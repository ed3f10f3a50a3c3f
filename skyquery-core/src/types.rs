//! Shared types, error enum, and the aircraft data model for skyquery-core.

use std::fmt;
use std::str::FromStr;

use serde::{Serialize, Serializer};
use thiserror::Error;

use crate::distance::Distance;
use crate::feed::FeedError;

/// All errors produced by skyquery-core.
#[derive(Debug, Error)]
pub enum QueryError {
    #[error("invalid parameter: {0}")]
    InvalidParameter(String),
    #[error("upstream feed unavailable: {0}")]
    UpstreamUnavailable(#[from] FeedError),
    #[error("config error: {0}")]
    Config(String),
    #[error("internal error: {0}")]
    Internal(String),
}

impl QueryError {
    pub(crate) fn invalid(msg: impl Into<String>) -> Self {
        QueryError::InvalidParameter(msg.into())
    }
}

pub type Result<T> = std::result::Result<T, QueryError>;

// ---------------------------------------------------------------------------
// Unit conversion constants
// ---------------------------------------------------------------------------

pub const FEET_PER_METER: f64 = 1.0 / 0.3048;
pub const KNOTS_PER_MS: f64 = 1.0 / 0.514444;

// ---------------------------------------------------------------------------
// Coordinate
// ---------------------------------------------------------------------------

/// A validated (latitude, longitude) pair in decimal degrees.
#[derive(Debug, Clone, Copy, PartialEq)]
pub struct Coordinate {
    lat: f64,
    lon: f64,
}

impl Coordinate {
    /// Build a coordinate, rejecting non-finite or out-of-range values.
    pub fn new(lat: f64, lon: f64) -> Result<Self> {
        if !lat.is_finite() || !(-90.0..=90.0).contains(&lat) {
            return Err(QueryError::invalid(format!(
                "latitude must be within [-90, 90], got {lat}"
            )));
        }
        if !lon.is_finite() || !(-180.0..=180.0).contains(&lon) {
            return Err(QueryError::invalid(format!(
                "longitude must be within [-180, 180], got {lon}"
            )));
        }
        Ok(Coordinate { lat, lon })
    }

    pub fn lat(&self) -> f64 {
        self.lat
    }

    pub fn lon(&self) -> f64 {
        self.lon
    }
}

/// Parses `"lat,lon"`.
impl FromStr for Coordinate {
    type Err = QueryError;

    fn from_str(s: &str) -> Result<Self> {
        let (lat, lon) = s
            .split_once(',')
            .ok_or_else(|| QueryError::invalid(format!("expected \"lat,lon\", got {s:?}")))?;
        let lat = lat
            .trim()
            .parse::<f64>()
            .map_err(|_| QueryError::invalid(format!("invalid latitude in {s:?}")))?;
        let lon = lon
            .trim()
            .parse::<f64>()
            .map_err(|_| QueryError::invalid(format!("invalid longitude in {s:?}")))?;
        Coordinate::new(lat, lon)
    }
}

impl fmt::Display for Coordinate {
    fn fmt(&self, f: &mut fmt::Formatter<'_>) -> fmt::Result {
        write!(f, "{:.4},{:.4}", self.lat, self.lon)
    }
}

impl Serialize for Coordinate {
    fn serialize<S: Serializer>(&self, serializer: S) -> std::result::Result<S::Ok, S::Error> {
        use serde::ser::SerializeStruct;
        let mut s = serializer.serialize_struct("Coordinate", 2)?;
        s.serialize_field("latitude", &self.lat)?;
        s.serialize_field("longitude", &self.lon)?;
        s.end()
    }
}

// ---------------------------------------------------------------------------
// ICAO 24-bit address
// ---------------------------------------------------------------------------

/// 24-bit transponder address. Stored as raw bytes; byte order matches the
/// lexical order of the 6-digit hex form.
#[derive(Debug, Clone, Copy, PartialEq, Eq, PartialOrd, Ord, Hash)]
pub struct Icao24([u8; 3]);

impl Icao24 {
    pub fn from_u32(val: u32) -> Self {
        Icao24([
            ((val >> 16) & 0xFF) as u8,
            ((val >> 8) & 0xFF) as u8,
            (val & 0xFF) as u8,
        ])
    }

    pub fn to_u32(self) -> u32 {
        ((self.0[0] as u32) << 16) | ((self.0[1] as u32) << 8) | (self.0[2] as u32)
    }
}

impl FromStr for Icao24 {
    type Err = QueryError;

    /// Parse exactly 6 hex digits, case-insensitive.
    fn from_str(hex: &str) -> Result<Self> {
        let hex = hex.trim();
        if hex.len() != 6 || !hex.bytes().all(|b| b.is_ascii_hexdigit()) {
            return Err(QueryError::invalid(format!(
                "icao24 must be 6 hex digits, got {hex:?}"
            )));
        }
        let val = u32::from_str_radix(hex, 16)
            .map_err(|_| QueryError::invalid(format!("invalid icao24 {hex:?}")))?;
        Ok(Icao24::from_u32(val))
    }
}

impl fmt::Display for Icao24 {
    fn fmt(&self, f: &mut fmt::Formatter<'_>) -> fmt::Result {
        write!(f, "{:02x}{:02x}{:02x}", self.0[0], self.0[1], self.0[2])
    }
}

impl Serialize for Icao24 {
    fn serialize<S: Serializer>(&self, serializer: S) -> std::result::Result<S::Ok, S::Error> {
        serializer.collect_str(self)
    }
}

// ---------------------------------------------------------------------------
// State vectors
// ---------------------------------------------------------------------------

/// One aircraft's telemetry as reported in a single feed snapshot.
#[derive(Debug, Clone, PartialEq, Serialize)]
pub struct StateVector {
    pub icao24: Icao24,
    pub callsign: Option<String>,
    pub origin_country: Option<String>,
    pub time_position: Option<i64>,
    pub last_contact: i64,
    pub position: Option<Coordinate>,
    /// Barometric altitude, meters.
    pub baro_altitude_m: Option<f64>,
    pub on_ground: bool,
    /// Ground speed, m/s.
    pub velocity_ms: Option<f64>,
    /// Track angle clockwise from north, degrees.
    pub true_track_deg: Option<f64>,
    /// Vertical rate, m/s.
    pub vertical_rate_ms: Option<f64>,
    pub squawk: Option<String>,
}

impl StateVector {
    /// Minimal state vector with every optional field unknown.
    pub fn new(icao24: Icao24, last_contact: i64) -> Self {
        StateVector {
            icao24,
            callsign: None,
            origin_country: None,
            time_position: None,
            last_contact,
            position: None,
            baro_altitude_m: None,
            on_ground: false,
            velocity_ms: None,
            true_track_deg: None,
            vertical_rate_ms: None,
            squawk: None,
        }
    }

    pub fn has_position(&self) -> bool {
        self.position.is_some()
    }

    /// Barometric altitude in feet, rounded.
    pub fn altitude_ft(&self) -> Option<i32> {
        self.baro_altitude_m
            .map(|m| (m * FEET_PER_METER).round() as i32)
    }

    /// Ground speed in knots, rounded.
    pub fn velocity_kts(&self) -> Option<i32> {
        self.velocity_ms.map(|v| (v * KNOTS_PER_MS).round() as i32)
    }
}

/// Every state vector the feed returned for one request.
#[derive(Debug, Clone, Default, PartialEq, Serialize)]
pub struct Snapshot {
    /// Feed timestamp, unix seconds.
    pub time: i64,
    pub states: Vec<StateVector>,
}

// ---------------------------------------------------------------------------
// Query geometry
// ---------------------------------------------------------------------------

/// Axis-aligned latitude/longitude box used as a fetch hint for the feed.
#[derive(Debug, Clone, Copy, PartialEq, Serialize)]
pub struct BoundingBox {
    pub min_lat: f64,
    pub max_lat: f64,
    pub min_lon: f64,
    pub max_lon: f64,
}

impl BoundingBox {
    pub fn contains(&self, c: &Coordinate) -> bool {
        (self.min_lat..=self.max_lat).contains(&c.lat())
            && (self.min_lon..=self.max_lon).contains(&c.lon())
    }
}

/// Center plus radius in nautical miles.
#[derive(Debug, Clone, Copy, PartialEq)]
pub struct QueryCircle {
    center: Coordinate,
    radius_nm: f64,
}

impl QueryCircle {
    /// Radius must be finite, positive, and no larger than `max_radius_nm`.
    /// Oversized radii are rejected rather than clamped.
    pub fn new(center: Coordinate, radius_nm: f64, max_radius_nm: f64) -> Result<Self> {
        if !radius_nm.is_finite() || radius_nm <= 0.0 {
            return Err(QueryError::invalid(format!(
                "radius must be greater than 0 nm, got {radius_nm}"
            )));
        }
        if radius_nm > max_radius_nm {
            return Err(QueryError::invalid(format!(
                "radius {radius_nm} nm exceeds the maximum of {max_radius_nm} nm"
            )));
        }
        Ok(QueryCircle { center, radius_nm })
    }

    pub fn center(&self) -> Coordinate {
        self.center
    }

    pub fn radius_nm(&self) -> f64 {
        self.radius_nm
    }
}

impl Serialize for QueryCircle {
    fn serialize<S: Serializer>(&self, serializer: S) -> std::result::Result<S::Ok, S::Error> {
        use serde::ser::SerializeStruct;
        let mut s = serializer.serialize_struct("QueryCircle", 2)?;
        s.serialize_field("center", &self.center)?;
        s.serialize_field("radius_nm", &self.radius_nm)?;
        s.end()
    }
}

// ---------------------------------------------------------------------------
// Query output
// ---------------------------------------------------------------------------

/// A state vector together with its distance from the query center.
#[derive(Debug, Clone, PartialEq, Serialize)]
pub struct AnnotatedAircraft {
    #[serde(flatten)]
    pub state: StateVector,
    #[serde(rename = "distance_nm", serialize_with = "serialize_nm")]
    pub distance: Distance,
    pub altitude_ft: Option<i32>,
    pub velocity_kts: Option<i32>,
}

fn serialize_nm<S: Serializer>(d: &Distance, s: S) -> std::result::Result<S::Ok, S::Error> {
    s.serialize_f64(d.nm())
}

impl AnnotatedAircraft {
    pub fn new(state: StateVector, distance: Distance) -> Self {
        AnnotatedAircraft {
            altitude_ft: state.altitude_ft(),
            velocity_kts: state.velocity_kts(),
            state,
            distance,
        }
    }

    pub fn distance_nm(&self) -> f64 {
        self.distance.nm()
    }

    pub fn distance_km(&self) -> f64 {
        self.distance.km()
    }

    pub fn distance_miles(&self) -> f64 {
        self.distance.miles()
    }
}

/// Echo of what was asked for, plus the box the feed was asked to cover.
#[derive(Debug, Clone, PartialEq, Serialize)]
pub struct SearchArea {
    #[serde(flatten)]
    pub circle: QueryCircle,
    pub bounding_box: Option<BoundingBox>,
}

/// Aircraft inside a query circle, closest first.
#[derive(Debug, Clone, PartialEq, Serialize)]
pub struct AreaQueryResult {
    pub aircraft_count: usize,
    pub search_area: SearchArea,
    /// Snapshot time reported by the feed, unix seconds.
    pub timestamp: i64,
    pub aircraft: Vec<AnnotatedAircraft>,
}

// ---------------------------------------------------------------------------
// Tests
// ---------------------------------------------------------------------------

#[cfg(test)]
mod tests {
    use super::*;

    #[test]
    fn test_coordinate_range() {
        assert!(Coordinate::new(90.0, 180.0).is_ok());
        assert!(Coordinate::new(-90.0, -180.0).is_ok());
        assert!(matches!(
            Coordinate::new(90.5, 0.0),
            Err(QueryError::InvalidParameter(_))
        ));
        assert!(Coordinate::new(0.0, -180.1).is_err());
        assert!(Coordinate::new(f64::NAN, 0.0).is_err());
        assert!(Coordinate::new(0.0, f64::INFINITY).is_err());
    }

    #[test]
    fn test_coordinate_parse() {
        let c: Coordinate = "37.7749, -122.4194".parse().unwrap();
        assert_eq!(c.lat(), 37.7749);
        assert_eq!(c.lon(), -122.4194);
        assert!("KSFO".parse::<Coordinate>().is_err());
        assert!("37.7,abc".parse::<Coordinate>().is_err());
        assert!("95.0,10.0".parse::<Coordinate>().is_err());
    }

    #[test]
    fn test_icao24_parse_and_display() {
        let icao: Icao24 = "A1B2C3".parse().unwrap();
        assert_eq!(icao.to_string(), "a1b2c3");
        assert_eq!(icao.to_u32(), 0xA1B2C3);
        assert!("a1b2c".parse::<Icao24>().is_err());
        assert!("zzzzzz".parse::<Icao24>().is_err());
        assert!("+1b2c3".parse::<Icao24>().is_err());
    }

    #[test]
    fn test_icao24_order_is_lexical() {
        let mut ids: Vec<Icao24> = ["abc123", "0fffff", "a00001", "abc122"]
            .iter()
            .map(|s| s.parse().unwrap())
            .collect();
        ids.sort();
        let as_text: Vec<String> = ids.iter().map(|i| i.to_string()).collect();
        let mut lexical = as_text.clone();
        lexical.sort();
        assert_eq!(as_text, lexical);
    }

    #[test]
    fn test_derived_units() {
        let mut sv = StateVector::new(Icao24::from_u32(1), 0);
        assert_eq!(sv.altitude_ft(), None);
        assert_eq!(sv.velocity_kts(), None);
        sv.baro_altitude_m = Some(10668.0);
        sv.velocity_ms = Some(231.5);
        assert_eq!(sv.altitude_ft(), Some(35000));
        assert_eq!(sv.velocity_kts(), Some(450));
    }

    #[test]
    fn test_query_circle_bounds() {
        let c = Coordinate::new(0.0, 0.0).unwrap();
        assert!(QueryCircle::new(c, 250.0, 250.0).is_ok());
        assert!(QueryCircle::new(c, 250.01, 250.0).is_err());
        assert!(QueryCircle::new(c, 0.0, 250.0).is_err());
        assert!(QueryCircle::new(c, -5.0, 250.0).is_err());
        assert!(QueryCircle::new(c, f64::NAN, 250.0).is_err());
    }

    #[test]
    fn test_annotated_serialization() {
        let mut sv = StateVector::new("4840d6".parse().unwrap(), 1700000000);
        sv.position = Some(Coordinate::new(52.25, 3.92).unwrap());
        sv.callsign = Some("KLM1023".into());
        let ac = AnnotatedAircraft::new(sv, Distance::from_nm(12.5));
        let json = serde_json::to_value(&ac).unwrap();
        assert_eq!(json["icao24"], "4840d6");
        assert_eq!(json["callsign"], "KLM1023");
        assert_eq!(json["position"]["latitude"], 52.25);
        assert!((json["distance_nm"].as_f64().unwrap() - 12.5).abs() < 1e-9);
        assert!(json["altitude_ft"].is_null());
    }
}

• **Work instruction**
Reproduce only the lines from the top of the material through the one bearing "pub const KNOTS_PER_MS: f64 = 1.0 / 0.514444;", each exactly as it stands.

• **Written response**
repository ed3f10f3a50a3c3f
filename skyquery-core/src/types.rs
//! Shared types, error enum, and the aircraft data model for skyquery-core.

use std::fmt;
use std::str::FromStr;

use serde::{Serialize, Serializer};
use thiserror::Error;

use crate::distance::Distance;
use crate::feed::FeedError;

/// All errors produced by skyquery-core.
#[derive(Debug, Error)]
pub enum QueryError {
    #[error("invalid parameter: {0}")]
    InvalidParameter(String),
    #[error("upstream feed unavailable: {0}")]
    UpstreamUnavailable(#[from] FeedError),
    #[error("config error: {0}")]
    Config(String),
    #[error("internal error: {0}")]
    Internal(String),
}

impl QueryError {
    pub(crate) fn invalid(msg: impl Into<String>) -> Self {
        QueryError::InvalidParameter(msg.into())
    }
}

pub type Result<T> = std::result::Result<T, QueryError>;

// ---------------------------------------------------------------------------
// Unit conversion constants
// ---------------------------------------------------------------------------

pub const FEET_PER_METER: f64 = 1.0 / 0.3048;
pub const KNOTS_PER_MS: f64 = 1.0 / 0.514444;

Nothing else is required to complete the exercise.